Collected data:
◆ ◆ ◆
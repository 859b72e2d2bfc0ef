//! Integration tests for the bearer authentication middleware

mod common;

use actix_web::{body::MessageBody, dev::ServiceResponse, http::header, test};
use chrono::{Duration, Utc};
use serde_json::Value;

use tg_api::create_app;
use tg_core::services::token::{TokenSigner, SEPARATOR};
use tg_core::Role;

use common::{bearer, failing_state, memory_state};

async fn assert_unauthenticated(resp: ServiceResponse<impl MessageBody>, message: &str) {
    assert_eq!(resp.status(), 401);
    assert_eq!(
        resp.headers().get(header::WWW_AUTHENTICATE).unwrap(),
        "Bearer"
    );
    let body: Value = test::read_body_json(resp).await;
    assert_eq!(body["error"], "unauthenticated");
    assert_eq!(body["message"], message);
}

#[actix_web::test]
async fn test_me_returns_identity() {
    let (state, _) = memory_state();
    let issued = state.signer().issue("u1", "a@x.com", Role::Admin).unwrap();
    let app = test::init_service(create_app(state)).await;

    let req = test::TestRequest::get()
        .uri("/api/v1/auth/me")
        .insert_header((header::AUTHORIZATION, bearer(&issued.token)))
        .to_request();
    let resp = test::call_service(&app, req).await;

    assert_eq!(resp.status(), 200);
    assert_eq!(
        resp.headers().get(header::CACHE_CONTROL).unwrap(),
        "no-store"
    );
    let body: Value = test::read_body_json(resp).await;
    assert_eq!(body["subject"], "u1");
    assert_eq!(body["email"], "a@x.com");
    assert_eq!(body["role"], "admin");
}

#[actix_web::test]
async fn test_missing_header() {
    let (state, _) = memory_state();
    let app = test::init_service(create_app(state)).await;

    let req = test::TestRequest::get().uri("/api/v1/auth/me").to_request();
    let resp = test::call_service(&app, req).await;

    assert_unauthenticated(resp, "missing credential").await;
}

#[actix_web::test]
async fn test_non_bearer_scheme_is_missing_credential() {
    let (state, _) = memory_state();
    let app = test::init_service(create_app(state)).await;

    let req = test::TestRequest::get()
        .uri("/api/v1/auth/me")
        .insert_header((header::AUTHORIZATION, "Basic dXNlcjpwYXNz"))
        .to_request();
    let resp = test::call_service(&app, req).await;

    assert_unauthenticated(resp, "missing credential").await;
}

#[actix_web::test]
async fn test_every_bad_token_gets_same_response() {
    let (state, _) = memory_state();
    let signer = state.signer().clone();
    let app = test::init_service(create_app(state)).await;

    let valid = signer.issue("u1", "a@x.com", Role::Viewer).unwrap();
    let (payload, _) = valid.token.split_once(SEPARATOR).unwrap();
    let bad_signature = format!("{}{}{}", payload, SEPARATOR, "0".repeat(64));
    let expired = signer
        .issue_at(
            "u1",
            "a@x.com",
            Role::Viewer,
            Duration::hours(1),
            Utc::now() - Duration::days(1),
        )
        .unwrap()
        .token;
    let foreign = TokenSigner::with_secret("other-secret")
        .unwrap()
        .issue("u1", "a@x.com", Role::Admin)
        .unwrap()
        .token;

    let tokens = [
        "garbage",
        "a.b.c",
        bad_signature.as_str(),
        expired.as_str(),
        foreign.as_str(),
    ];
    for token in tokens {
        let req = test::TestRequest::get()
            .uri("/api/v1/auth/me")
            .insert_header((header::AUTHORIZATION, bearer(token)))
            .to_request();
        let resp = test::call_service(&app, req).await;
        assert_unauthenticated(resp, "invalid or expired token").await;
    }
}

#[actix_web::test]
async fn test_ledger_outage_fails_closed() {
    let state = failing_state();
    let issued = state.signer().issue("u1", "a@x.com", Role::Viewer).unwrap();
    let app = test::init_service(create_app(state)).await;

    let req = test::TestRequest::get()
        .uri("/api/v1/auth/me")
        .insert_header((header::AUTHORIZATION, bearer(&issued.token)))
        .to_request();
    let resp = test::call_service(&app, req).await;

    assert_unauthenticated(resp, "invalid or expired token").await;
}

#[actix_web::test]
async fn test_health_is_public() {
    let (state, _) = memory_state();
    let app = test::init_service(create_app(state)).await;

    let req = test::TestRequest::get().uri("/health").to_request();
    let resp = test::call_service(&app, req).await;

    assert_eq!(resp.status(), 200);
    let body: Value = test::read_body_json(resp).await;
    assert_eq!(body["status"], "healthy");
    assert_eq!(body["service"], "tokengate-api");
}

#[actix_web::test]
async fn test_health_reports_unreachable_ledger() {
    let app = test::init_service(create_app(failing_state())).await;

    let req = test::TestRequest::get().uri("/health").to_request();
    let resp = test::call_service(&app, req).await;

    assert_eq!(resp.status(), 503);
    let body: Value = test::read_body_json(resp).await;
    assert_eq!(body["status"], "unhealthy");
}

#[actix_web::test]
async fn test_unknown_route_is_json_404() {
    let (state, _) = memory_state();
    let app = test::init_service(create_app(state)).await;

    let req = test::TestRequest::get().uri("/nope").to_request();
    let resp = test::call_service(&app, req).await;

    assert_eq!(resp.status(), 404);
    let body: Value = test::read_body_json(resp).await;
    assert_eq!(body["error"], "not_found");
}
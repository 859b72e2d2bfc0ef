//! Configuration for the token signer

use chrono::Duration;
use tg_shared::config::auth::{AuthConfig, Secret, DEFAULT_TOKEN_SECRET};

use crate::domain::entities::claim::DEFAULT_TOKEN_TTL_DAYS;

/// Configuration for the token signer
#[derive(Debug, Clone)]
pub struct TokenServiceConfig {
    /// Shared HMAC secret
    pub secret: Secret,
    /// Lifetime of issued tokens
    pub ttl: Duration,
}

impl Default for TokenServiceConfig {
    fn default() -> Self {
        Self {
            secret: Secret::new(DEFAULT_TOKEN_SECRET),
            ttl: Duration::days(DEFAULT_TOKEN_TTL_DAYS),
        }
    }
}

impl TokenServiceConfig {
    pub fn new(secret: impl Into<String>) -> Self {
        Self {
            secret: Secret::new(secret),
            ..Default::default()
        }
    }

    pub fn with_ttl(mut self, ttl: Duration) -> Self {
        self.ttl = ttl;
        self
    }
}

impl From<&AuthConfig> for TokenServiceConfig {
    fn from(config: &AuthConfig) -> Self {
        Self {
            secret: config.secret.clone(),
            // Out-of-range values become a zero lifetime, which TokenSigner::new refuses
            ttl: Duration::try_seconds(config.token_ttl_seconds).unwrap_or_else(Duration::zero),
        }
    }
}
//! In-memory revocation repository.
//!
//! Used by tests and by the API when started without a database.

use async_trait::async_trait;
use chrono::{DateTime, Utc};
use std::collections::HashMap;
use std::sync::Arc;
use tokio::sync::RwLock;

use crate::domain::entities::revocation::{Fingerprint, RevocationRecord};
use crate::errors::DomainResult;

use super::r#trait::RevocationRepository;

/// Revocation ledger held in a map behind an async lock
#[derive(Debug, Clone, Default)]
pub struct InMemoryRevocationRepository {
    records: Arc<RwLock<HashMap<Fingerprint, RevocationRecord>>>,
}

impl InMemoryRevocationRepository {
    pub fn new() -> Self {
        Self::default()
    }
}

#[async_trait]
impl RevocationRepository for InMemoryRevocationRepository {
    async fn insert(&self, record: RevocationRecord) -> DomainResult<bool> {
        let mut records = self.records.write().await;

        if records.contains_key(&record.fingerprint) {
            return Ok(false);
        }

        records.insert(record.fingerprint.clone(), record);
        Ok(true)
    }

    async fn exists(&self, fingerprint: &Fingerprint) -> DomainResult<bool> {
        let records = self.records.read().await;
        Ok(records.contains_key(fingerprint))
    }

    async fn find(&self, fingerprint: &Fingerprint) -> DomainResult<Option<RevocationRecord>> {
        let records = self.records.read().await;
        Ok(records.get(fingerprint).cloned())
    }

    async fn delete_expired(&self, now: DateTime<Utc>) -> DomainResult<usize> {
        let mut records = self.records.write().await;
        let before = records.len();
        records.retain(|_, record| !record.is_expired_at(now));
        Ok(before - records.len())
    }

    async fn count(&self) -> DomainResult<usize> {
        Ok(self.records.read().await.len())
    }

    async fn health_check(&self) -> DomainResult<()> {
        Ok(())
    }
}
◆ ◆ ◆
TASK BRIEF: Locate the word "entities" in the entries, and copy every line where it is found.

ANSWER TO THIS PROBLEM:
use crate::domain::entities::claim::DEFAULT_TOKEN_TTL_DAYS;
use crate::domain::entities::revocation::{Fingerprint, RevocationRecord};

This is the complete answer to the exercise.